Aird served on the board of IFPA for six years and was its president in 1999. The sales boot camp program for new sales reps was initiated by IFPA during his presidency. The Bob Wright Memorial Scholarship was also funded that year. Aird has been recipient of IFPA's Distinguished Service Award and the Ben Hammack Award for Volunteerism. He is also remembered as the IFPA program chairman with the courage to dismiss a dry Saturday afternoon speaker and fill the remaining time with a lively publishers' forum. Aird has also taken an active role in the IFPA Publisher Summits held in recent Februarys.
David Aird served on the IFPA board from 2006 to 2008.
"The benefits of IFPA are really the people that I have met, learned from and the great friendships I have formed," said David Aird.
The younger Aird had no intention of getting into the family business when he graduated from college. He had worked a summer at Walt Disney World and saw that environment as a direction he would like to pursue. But in 1981, his Dad asked if he might fill in for a retiring sales person.
"I fell in love with advertising sales," said David Aird.
Aird is married to Nikki and they have a 3-year-old daughter, Ashlyn and a 1-year-old son they call "Little David."
"Don't laugh," said Aird. "He IS shorter than his dad!"
Aird also has a passion for officiating football games from peewee leagues all the way up to professional arena football. He also enjoys golf.
Tom and Sharon Aird like to cruise their pontoon boat on a 13-mile length of the Potomac River between dams. They relax at a vacation home near Ocean City, Md. Tom enjoys fly-fishing, fly tying and golf.
The Buyer's Guide involves itself in its community by supporting various charitable causes with donations of free advertising. The Salvation Army is one their favorite causes. The paper has been heavily involved in the Wings of Freedom Airshow at its regional airport, which is shared by the Air National Guard. The next show is scheduled for Sept. 4 and 5 and is to feature the U.S. Air Force Air Demonstration Squadron, the Thunderbirds.
Martinsburg (pop. about 15,000) is on Interstate 81 and is only an hour from Washington D.C. and Baltimore. The Buyer's Guide circulation area is bounded on the north and east by the Potomac River. It is a gateway to the Shenandoah National Park to the south. It is an area rich with Civil War history. Harper's Ferry, where John Brown attempted to overtake the Federal Arsenal during the Civil War, is within the paper's circulation. It is an area that divided loyalties and changed hands a number of times during the Civil War. Tom Aird said he was told upon moving to Martinsburg that the Civil War wasn't over yet in his new community.
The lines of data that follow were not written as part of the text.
//! The two event alphabets the orchestration core speaks (spec.md §4.5, §6).
//!
//! `ModelEvent` is what a streaming model adapter yields; the Stream
//! Processor consumes it and, in reaction, emits `BroadcastEvent`s to the
//! project's event bus. The two are related but not identical: broadcast
//! events additionally carry the persisted part id once one was created,
//! and streaming progress events (`tool-input-start`/`tool-input-delta`)
//! pass through without a part.

use serde::{Deserialize, Serialize};
use serde_json::Value;

use crate::domain::{MessageId, PartId, SessionId};

/// One incremental unit emitted by a streaming model adapter
/// (`agentflow_providers::ModelAdapter::stream_text`).
#[derive(Debug, Clone, Serialize, Deserialize)]
#[serde(tag = "type", rename_all = "kebab-case")]
pub enum ModelEvent {
    TextDelta { step: u32, delta: String },
    ReasoningDelta { step: u32, delta: String },
    ToolInputStart { step: u32, call_id: String, tool_name: String },
    ToolInputDelta { step: u32, call_id: String, delta: String },
    ToolCall { step: u32, call_id: String, tool_name: String, arguments: Value },
    ToolResult { step: u32, call_id: String, output: Value, is_error: bool },
    StepStart { step: u32 },
    StepFinish { step: u32 },
    Finish { finish_reason: String, input_tokens: u64, output_tokens: u64 },
    Error { error_type: String, message: String },
}

/// What the Stream Processor broadcasts on the project event bus
/// (spec.md §6 Event bus interface). Best-effort delivery: publish
/// failures never abort turn processing.
#[derive(Debug, Clone, Serialize, Deserialize)]
#[serde(tag = "type", rename_all = "kebab-case")]
pub enum BroadcastEvent {
    MessageCreated { session_id: SessionId, message_id: MessageId },
    TextDelta { message_id: MessageId, part_id: PartId, delta: String },
    ReasoningDelta { message_id: MessageId, part_id: PartId, delta: String },
    ToolCallStart { message_id: MessageId, call_id: String, tool_name: String },
    ToolCall { message_id: MessageId, part_id: PartId, call_id: String, tool_name: String, arguments: Value },
    ToolResult { message_id: MessageId, part_id: PartId, call_id: String, output: Value, is_error: bool },
    StepStart { message_id: MessageId, part_id: PartId, step: u32 },
    StepFinish { message_id: MessageId, part_id: PartId, step: u32 },
    Finish { message_id: MessageId, finish_reason: String, input_tokens: u64, output_tokens: u64 },
    Error { message_id: MessageId, error_type: String, message: String },
}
Martinsburg is home to federal government offices for the Internal Revenue Service, Bureau of Alcohol, Tobacco, Firearms and Explosives and the U.S. Coast Guard. The area was known for its apple orchards decades ago. It still has some, but many have been sold off to grow new homes, said Tom Aird.
Change is the challenge that keeps Aird from retiring from the paper business. Aird also has come to believe that the word "free" is an impediment to making new sales inroads. The Buyer's Guide recently removed the word free from its sales materials.
"I think that although many of us are having a hard time with the present business conditions, our industry will prosper well into the future," said Aird. "However many of us will have to look at what we do and be willing to adjust and change. Also I think it is imperative that we drop FREE from our vocabulary and the names of our associations. We are community papers and shoppers that just happen to be distributed free."
Writer Dwight Bitikofer is an IFPA director and is publisher of Webster-Kirkwood Times and South County Times in suburban St. Louis.